Saved data entries:
****
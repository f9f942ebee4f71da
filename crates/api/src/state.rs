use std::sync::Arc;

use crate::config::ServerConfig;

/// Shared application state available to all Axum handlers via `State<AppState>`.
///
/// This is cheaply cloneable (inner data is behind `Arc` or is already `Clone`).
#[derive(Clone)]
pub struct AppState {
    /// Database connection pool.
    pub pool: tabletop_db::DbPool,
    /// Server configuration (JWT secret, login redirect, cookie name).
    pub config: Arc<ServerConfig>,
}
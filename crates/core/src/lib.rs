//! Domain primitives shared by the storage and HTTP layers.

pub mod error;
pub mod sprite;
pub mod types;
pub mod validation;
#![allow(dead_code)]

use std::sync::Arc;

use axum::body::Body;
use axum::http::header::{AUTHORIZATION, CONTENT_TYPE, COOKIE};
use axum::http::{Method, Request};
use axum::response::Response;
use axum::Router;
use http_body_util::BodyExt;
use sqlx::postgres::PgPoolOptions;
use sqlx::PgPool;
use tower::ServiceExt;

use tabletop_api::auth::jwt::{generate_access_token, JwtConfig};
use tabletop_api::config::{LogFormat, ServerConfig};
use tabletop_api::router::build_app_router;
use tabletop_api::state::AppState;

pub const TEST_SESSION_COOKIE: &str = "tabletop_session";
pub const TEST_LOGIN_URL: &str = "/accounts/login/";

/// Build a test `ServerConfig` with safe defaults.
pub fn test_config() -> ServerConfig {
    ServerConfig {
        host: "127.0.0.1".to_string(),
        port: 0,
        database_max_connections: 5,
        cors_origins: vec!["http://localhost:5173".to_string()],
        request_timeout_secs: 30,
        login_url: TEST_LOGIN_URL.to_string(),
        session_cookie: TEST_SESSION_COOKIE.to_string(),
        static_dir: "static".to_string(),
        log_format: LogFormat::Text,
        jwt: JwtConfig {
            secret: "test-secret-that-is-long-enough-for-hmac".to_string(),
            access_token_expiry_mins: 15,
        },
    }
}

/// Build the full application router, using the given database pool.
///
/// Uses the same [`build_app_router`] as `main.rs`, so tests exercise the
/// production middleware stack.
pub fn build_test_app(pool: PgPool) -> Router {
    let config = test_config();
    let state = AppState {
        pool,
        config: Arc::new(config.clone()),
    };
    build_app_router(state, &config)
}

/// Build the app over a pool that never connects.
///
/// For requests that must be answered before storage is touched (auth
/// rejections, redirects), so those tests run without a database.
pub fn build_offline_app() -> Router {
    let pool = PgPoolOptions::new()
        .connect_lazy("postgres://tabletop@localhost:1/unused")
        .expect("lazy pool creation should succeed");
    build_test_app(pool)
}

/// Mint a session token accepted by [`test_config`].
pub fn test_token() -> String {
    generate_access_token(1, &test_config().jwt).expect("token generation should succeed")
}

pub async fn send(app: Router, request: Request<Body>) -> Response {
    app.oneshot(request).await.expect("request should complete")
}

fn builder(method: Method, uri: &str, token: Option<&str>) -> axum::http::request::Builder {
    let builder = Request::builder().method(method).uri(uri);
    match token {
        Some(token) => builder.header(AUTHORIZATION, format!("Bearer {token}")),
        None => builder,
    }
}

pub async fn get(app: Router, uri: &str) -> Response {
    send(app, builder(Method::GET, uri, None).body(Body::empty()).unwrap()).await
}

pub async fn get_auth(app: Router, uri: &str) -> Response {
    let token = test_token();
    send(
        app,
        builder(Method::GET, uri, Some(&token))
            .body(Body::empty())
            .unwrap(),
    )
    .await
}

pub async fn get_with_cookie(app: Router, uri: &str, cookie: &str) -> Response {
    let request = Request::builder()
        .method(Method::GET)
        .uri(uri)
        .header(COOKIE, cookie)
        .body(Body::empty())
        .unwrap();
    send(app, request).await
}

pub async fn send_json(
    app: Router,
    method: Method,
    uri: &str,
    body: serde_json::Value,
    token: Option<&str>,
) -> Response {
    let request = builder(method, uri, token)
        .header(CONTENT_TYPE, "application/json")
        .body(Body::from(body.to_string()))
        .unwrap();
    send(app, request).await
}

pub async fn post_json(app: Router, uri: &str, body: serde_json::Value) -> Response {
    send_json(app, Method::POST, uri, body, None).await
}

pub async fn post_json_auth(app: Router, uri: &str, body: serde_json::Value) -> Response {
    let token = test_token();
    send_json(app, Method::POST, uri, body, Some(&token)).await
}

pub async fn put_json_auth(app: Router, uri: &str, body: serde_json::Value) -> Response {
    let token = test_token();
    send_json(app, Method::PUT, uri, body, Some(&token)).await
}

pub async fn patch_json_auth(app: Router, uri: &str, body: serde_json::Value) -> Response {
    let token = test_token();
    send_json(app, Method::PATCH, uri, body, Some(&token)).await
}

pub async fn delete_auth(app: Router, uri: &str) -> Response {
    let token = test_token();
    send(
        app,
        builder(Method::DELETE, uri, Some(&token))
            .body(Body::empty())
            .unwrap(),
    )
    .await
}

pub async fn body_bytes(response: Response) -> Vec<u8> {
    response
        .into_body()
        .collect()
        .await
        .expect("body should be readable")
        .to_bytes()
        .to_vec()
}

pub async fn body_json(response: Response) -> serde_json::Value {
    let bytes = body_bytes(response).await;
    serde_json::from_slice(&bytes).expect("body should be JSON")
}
****
▶ **Task prompt**: The answer must be the complete set of entries, retyped exactly.

▶ **Your response**:
repository f9f942ebee4f71da
filename crates/api/src/state.rs
use std::sync::Arc;

use crate::config::ServerConfig;

/// Shared application state available to all Axum handlers via `State<AppState>`.
///
/// This is cheaply cloneable (inner data is behind `Arc` or is already `Clone`).
#[derive(Clone)]
pub struct AppState {
    /// Database connection pool.
    pub pool: tabletop_db::DbPool,
    /// Server configuration (JWT secret, login redirect, cookie name).
    pub config: Arc<ServerConfig>,
}
filename crates/core/src/lib.rs
//! Domain primitives shared by the storage and HTTP layers.

pub mod error;
pub mod sprite;
pub mod types;
pub mod validation;
#![allow(dead_code)]

use std::sync::Arc;

use axum::body::Body;
use axum::http::header::{AUTHORIZATION, CONTENT_TYPE, COOKIE};
use axum::http::{Method, Request};
use axum::response::Response;
use axum::Router;
use http_body_util::BodyExt;
use sqlx::postgres::PgPoolOptions;
use sqlx::PgPool;
use tower::ServiceExt;

use tabletop_api::auth::jwt::{generate_access_token, JwtConfig};
use tabletop_api::config::{LogFormat, ServerConfig};
use tabletop_api::router::build_app_router;
use tabletop_api::state::AppState;

pub const TEST_SESSION_COOKIE: &str = "tabletop_session";
pub const TEST_LOGIN_URL: &str = "/accounts/login/";

/// Build a test `ServerConfig` with safe defaults.
pub fn test_config() -> ServerConfig {
    ServerConfig {
        host: "127.0.0.1".to_string(),
        port: 0,
        database_max_connections: 5,
        cors_origins: vec!["http://localhost:5173".to_string()],
        request_timeout_secs: 30,
        login_url: TEST_LOGIN_URL.to_string(),
        session_cookie: TEST_SESSION_COOKIE.to_string(),
        static_dir: "static".to_string(),
        log_format: LogFormat::Text,
        jwt: JwtConfig {
            secret: "test-secret-that-is-long-enough-for-hmac".to_string(),
            access_token_expiry_mins: 15,
        },
    }
}

/// Build the full application router, using the given database pool.
///
/// Uses the same [`build_app_router`] as `main.rs`, so tests exercise the
/// production middleware stack.
pub fn build_test_app(pool: PgPool) -> Router {
    let config = test_config();
    let state = AppState {
        pool,
        config: Arc::new(config.clone()),
    };
    build_app_router(state, &config)
}

/// Build the app over a pool that never connects.
///
/// For requests that must be answered before storage is touched (auth
/// rejections, redirects), so those tests run without a database.
pub fn build_offline_app() -> Router {
    let pool = PgPoolOptions::new()
        .connect_lazy("postgres://tabletop@localhost:1/unused")
        .expect("lazy pool creation should succeed");
    build_test_app(pool)
}

/// Mint a session token accepted by [`test_config`].
pub fn test_token() -> String {
    generate_access_token(1, &test_config().jwt).expect("token generation should succeed")
}

pub async fn send(app: Router, request: Request<Body>) -> Response {
    app.oneshot(request).await.expect("request should complete")
}

fn builder(method: Method, uri: &str, token: Option<&str>) -> axum::http::request::Builder {
    let builder = Request::builder().method(method).uri(uri);
    match token {
        Some(token) => builder.header(AUTHORIZATION, format!("Bearer {token}")),
        None => builder,
    }
}

pub async fn get(app: Router, uri: &str) -> Response {
    send(app, builder(Method::GET, uri, None).body(Body::empty()).unwrap()).await
}

pub async fn get_auth(app: Router, uri: &str) -> Response {
    let token = test_token();
    send(
        app,
        builder(Method::GET, uri, Some(&token))
            .body(Body::empty())
            .unwrap(),
    )
    .await
}

pub async fn get_with_cookie(app: Router, uri: &str, cookie: &str) -> Response {
    let request = Request::builder()
        .method(Method::GET)
        .uri(uri)
        .header(COOKIE, cookie)
        .body(Body::empty())
        .unwrap();
    send(app, request).await
}

pub async fn send_json(
    app: Router,
    method: Method,
    uri: &str,
    body: serde_json::Value,
    token: Option<&str>,
) -> Response {
    let request = builder(method, uri, token)
        .header(CONTENT_TYPE, "application/json")
        .body(Body::from(body.to_string()))
        .unwrap();
    send(app, request).await
}

pub async fn post_json(app: Router, uri: &str, body: serde_json::Value) -> Response {
    send_json(app, Method::POST, uri, body, None).await
}

pub async fn post_json_auth(app: Router, uri: &str, body: serde_json::Value) -> Response {
    let token = test_token();
    send_json(app, Method::POST, uri, body, Some(&token)).await
}

pub async fn put_json_auth(app: Router, uri: &str, body: serde_json::Value) -> Response {
    let token = test_token();
    send_json(app, Method::PUT, uri, body, Some(&token)).await
}

pub async fn patch_json_auth(app: Router, uri: &str, body: serde_json::Value) -> Response {
    let token = test_token();
    send_json(app, Method::PATCH, uri, body, Some(&token)).await
}

pub async fn delete_auth(app: Router, uri: &str) -> Response {
    let token = test_token();
    send(
        app,
        builder(Method::DELETE, uri, Some(&token))
            .body(Body::empty())
            .unwrap(),
    )
    .await
}

pub async fn body_bytes(response: Response) -> Vec<u8> {
    response
        .into_body()
        .collect()
        .await
        .expect("body should be readable")
        .to_bytes()
        .to_vec()
}

pub async fn body_json(response: Response) -> serde_json::Value {
    let bytes = body_bytes(response).await;
    serde_json::from_slice(&bytes).expect("body should be JSON")
}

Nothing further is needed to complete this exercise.